59 S.E.2d 356 | N.C. | 1950
PERKINS
v.
PERKINS.
Supreme Court of North Carolina.
*357 Henry L. Strickland, Charlotte, for plaintiff-appellee.
Elbert E. Foster, Charlotte, for defendant-appellant.
DEVIN, Justice.
On October 14, 1949, plaintiff instituted action for alimony without divorce, and for an allowance for subsistence and counsel fees pendente lite, under G.S. § 50-16. The summons was returned by the sheriff with the notation "defendant not to be found in Mecklenburg County." On October 29, following, the plaintiff had another summons issued labelled "alias summons," but subsequently this was dismissed by order of court as ineffective. However, by amendment to her complaint and affidavits setting forth that the defendant had abandoned her and left the state, and that he owned real property in the state, warrant of attachment was issued and service of summons and notice of attachment by publication was ordered. Upon the showing before him Judge Crisp, presiding, entered order November 3, 1949, requiring defendant to make certain payments to plaintiff for subsistence and counsel fees. The notice of summons and attachment were duly published, publication being completed December 1, 1949.

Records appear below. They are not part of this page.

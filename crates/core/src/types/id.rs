//! Newtype IDs for type-safe entity references.
//!
//! The backend issues opaque string identifiers. The `define_id!` macro wraps
//! them so a tenant ID can never be passed where an outlet ID is expected.

/// Macro to define a type-safe string ID wrapper.
///
/// Creates a newtype wrapper around `String` with:
/// - `Serialize`/`Deserialize` with `#[serde(transparent)]`
/// - `Debug`, `Clone`, `PartialEq`, `Eq`, `Hash`
/// - Conversion methods: `new()`, `as_str()`, `into_inner()`
/// - `Display`, `From<String>`, `From<&str>` and `AsRef<str>`
///
/// # Example
///
/// ```rust
/// # use tableside_core::define_id;
/// define_id!(TableId);
/// define_id!(ReservationId);
///
/// let table = TableId::new("t-12");
/// let reservation = ReservationId::new("t-12");
///
/// assert_eq!(table.as_str(), reservation.as_str());
/// // These are different types, so this won't compile:
/// // let _: TableId = reservation;
/// ```
#[macro_export]
macro_rules! define_id {
    ($name:ident) => {
        #[derive(
            Debug,
            Clone,
            PartialEq,
            Eq,
            Hash,
            ::serde::Serialize,
            ::serde::Deserialize
        )]
        #[serde(transparent)]
        pub struct $name(String);

        impl $name {
            /// Create a new ID from any string-like value.
            #[must_use]
            pub fn new(id: impl Into<String>) -> Self {
                Self(id.into())
            }

            /// Borrow the underlying identifier.
            #[must_use]
            pub fn as_str(&self) -> &str {
                &self.0
            }

            /// Consume the ID and return the inner string.
            #[must_use]
            pub fn into_inner(self) -> String {
                self.0
            }

            /// Whether the backend sent an empty identifier.
            #[must_use]
            pub fn is_blank(&self) -> bool {
                self.0.trim().is_empty()
            }
        }

        impl ::core::fmt::Display for $name {
            fn fmt(&self, f: &mut ::core::fmt::Formatter<'_>) -> ::core::fmt::Result {
                f.write_str(&self.0)
            }
        }

        impl From<String> for $name {
            fn from(id: String) -> Self {
                Self(id)
            }
        }

        impl From<&str> for $name {
            fn from(id: &str) -> Self {
                Self(id.to_owned())
            }
        }

        impl AsRef<str> for $name {
            fn as_ref(&self) -> &str {
                &self.0
            }
        }
    };
}

define_id!(UserId);
define_id!(TenantId);
define_id!(OutletId);
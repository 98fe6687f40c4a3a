//! Tableside console library.
//!
//! Back-office pages for restaurant staff: the profile page, the profile
//! modal and the session bootstrap. Exposed as a library so the router can
//! be driven from integration tests.

#![cfg_attr(not(test), forbid(unsafe_code))]

pub mod api;
pub mod config;
pub mod error;
pub mod filters;
pub mod forms;
pub mod middleware;
pub mod models;
pub mod routes;
pub mod services;
pub mod state;

use axum::{Router, http::Uri, routing::get};
use tower_http::services::ServeDir;
use tower_http::trace::{DefaultOnResponse, OnResponse, TraceLayer};
use tracing::Span;

use crate::error::AppError;
use crate::middleware::create_session_layer;
use crate::state::AppState;

/// Directory static assets are served from, relative to the workspace root.
pub const STATIC_DIR: &str = "crates/console/static";

/// Build the console router with session and request tracing layers.
///
/// Sentry layers are added by the binary so tests run without them.
pub fn build_router(state: AppState) -> Router {
    let session_layer = create_session_layer(state.config());

    Router::new()
        .route("/health", get(health))
        .merge(routes::routes())
        .nest_service("/static", ServeDir::new(STATIC_DIR))
        .fallback(not_found)
        .layer(session_layer)
        .layer(
            TraceLayer::new_for_http()
                .make_span_with(|request: &axum::http::Request<_>| {
                    tracing::info_span!(
                        "http_request",
                        method = %request.method(),
                        uri = %request.uri(),
                        status = tracing::field::Empty,
                        latency_ms = tracing::field::Empty,
                    )
                })
                .on_response(
                    |response: &axum::http::Response<_>,
                     latency: std::time::Duration,
                     span: &Span| {
                        span.record("status", response.status().as_u16());
                        span.record(
                            "latency_ms",
                            u64::try_from(latency.as_millis()).unwrap_or(u64::MAX),
                        );
                        DefaultOnResponse::default().on_response(response, latency, span);
                    },
                ),
        )
        .with_state(state)
}

/// Liveness health check endpoint.
///
/// Returns "ok" if the server is running. Does not check the backend.
async fn health() -> &'static str {
    "ok"
}

async fn not_found(uri: Uri) -> AppError {
    AppError::NotFound(uri.path().to_owned())
}
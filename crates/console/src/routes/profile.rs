//! Profile page route handlers.
//!
//! The page renders three independent form sections. Each section posts to
//! its own endpoint and gets back only its own fragment (HTMX swap), so a
//! failed save in one section leaves the others untouched.

use askama::Template;
use askama_web::WebTemplate;
use axum::{
    Form,
    extract::State,
    response::{IntoResponse, Response},
};
use tower_sessions::Session;
use tracing::instrument;

use crate::error::AppError;
use crate::filters;
use crate::forms::{
    OrganisationForm, OrganisationSection, PasswordForm, PasswordSection, PersonalInfoForm,
    PersonalSection,
};
use crate::middleware::{RequireSession, save_session_context};
use crate::models::SessionContext;
use crate::routes::views::ProfileView;
use crate::services::{NO_EDITABLE_ORGANISATION, ProfileService};
use crate::state::AppState;

/// Where the page's password form posts.
pub const PAGE_PASSWORD_ACTION: &str = "/profile/password";

// =============================================================================
// Templates
// =============================================================================

/// Profile page template.
///
/// `error` is set instead of the sections when the profile fetch fails.
#[derive(Template, WebTemplate)]
#[template(path = "profile/index.html")]
pub struct ProfilePageTemplate {
    pub display_name: Option<String>,
    pub error: Option<String>,
    pub profile: Option<ProfileView>,
    pub personal: Option<PersonalSection>,
    pub organisation: Option<OrganisationSection>,
    pub password: PasswordSection,
    pub password_action: &'static str,
}

/// Personal information fragment (for HTMX).
///
/// Carries an out-of-band header update when the saved name changed.
#[derive(Template, WebTemplate)]
#[template(path = "partials/personal_fragment.html")]
pub struct PersonalSectionTemplate {
    pub personal: PersonalSection,
    pub header_name: Option<String>,
}

/// Organisation details fragment (for HTMX).
#[derive(Template, WebTemplate)]
#[template(path = "partials/organisation_section.html")]
pub struct OrganisationSectionTemplate {
    pub organisation: OrganisationSection,
}

/// Organisation section for a session with nothing to edit (for HTMX).
#[derive(Template, WebTemplate)]
#[template(path = "partials/organisation_unavailable.html")]
pub struct OrganisationUnavailableTemplate {
    pub message: &'static str,
}

/// Password fragment (for HTMX), shared with the modal.
#[derive(Template, WebTemplate)]
#[template(path = "partials/password_section.html")]
pub struct PasswordSectionTemplate {
    pub password: PasswordSection,
    pub password_action: &'static str,
}

// =============================================================================
// Session Helpers
// =============================================================================

/// Apply `update` to the context, saving the session only if it changed.
async fn update_session_context(
    session: &Session,
    ctx: &mut SessionContext,
    update: impl FnOnce(&mut SessionContext),
) -> Result<(), tower_sessions::session::Error> {
    let before = ctx.clone();
    update(ctx);
    if *ctx == before {
        return Ok(());
    }
    save_session_context(session, ctx).await
}

// =============================================================================
// Routes
// =============================================================================

/// Display the profile page.
#[instrument(skip_all)]
pub async fn show(
    State(state): State<AppState>,
    session: Session,
    RequireSession(mut ctx): RequireSession,
) -> Result<ProfilePageTemplate, AppError> {
    let service = ProfileService::new(state.api().for_session(&ctx));

    let profile = match service.load_profile().await {
        Ok(profile) => profile,
        Err(e) => {
            return Ok(ProfilePageTemplate {
                display_name: ctx.display_name().map(str::to_owned),
                error: Some(e.to_string()),
                profile: None,
                personal: None,
                organisation: None,
                password: PasswordSection::idle(),
                password_action: PAGE_PASSWORD_ACTION,
            });
        }
    };

    let organisation = service.organisation_section(&profile).await;
    update_session_context(&session, &mut ctx, |ctx| {
        ctx.set_display_name(&profile.name);
        ctx.set_editable_organisation(profile.editable_organisation());
    })
    .await?;

    Ok(ProfilePageTemplate {
        display_name: ctx.display_name().map(str::to_owned),
        error: None,
        profile: Some(ProfileView::from(&profile)),
        personal: Some(PersonalSection::loaded(&profile)),
        organisation,
        password: PasswordSection::idle(),
        password_action: PAGE_PASSWORD_ACTION,
    })
}

/// Save personal information (HTMX).
#[instrument(skip_all)]
pub async fn save_personal(
    State(state): State<AppState>,
    session: Session,
    RequireSession(mut ctx): RequireSession,
    Form(form): Form<PersonalInfoForm>,
) -> Result<PersonalSectionTemplate, AppError> {
    let saved = ProfileService::new(state.api().for_session(&ctx))
        .save_personal(form)
        .await;

    let header_name = match &saved.updated {
        Some(updated) => {
            update_session_context(&session, &mut ctx, |ctx| ctx.set_display_name(&updated.name))
                .await?;
            ctx.display_name().map(str::to_owned)
        }
        None => None,
    };

    Ok(PersonalSectionTemplate {
        personal: saved.section,
        header_name,
    })
}

/// Save tenant or outlet details (HTMX).
///
/// The target is whatever the profile page last offered this session; a
/// session it offered nothing gets the message in place of the form.
#[instrument(skip_all)]
pub async fn save_organisation(
    State(state): State<AppState>,
    RequireSession(ctx): RequireSession,
    Form(form): Form<OrganisationForm>,
) -> Response {
    let Some(org) = ctx.editable_organisation() else {
        return OrganisationUnavailableTemplate {
            message: NO_EDITABLE_ORGANISATION,
        }
        .into_response();
    };

    let organisation = ProfileService::new(state.api().for_session(&ctx))
        .save_organisation(org, form)
        .await;
    OrganisationSectionTemplate { organisation }.into_response()
}

/// Change password from the profile page (HTMX).
#[instrument(skip_all)]
pub async fn change_password(
    State(state): State<AppState>,
    RequireSession(ctx): RequireSession,
    Form(form): Form<PasswordForm>,
) -> PasswordSectionTemplate {
    let password = ProfileService::new(state.api().for_session(&ctx))
        .change_password(form)
        .await;

    PasswordSectionTemplate {
        password,
        password_action: PAGE_PASSWORD_ACTION,
    }
}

*358 The defendant appearing specially on December 29, 1949, moved to dismiss all proceedings subsequent to October 29, 1949, including order of the court of November 3, and the service by publication, on the ground that these were based upon an invalid attempt to continue the original action by a so-called alias summons, and were embraced in Judge Patton's order of dismissal. This motion was denied by Judge Crisp who was again presiding in the court, and the defendant's exception thereto presents the question for review.

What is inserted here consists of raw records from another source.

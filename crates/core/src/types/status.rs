//! Activation status shared by users, tenants and outlets.

use serde::{Deserialize, Serialize};

/// Whether an account or organisation is active.
///
/// The backend sends this as a plain boolean `status` field. A record
/// without the flag is inactive.
#[derive(Debug, Clone, Copy, PartialEq, Eq, Hash, Serialize, Deserialize, Default)]
#[serde(from = "bool", into = "bool")]
pub enum AccountStatus {
    Active,
    #[default]
    Inactive,
}

impl AccountStatus {
    #[must_use]
    pub const fn is_active(self) -> bool {
        matches!(self, Self::Active)
    }

    /// Display label.
    #[must_use]
    pub const fn label(self) -> &'static str {
        match self {
            Self::Active => "Active",
            Self::Inactive => "Inactive",
        }
    }
}

impl From<bool> for AccountStatus {
    fn from(active: bool) -> Self {
        if active { Self::Active } else { Self::Inactive }
    }
}

impl From<AccountStatus> for bool {
    fn from(status: AccountStatus) -> Self {
        status.is_active()
    }
}

impl std::fmt::Display for AccountStatus {
    fn fmt(&self, f: &mut std::fmt::Formatter<'_>) -> std::fmt::Result {
        f.write_str(self.label())
    }
}
//! Tableside Core - Shared types library.
//!
//! This crate provides the domain types used by the Tableside console:
//! - `console` - Back-office profile and organisation settings
//! - `integration-tests` - End-to-end tests against a stub backend
//!
//! # Architecture
//!
//! The core crate contains only types and pure lookups - no I/O, no HTTP
//! clients. Every record here mirrors the JSON the backend serves under
//! `/api/v1`.
//!
//! # Modules
//!
//! - [`types`] - IDs, roles, statuses, profile/organisation records and
//!   update payloads

#![cfg_attr(not(test), forbid(unsafe_code))]

pub mod types;

pub use types::*;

We think the defendant's motion was properly overruled. While Judge Patton correctly held that the mere endorsement of the word "alias" on the summons issued October 29 did not make it in law an alias summons, Mintz v. Frink, 217 N.C. 101, 6 S.E.2d 804; Ryan v. Batdorf, 225 N.C. 228, 34 S.E.2d 81, and accordingly dismissed the cause of action based on that summons, this did not necessarily sever the connection between the subsequent proceedings and the summons of October 14, or render the proceedings void. Upon affidavits sufficient in form that defendant had left the state and was a nonresident warrant of attachment was levied on defendant's real property, and the summons and notice of attachment were duly served by publication under order of Court. Scott & Co. v. Jones, 230 N.C. 74, 52 S.E.2d 219; G.S. § 1-98; G.S. § 1-444. No discontinuance is apparent. It seems well settled that where service is had by attachment of property based upon affidavits sufficient in law and followed by publication in prescribed manner, the necessity of issuance of summons is obviated. Peters Grocery Co. v. Collins Bag Co., 142 N.C. 174, 55 S.E. 90; White v. White, 179 N.C. 592, 103 S. E. 216; Jenette v. Hovey & Co., 182 N.C. 30, 108 S.E. 301; Voehringer v. Pollock, 224 N.C. 409, 30 S.E.2d 374. Cases cited by defendant, Green v. Chrismon, 223 N.C. 724, 28 S.E.2d 215; McGuire v. Montvall Lumber Co., 190 N.C. 806, 131 S.E. 274, and Hatch v. Alamance R. Co., 183 N.C. 617, 112 S.E. 529, are not in point.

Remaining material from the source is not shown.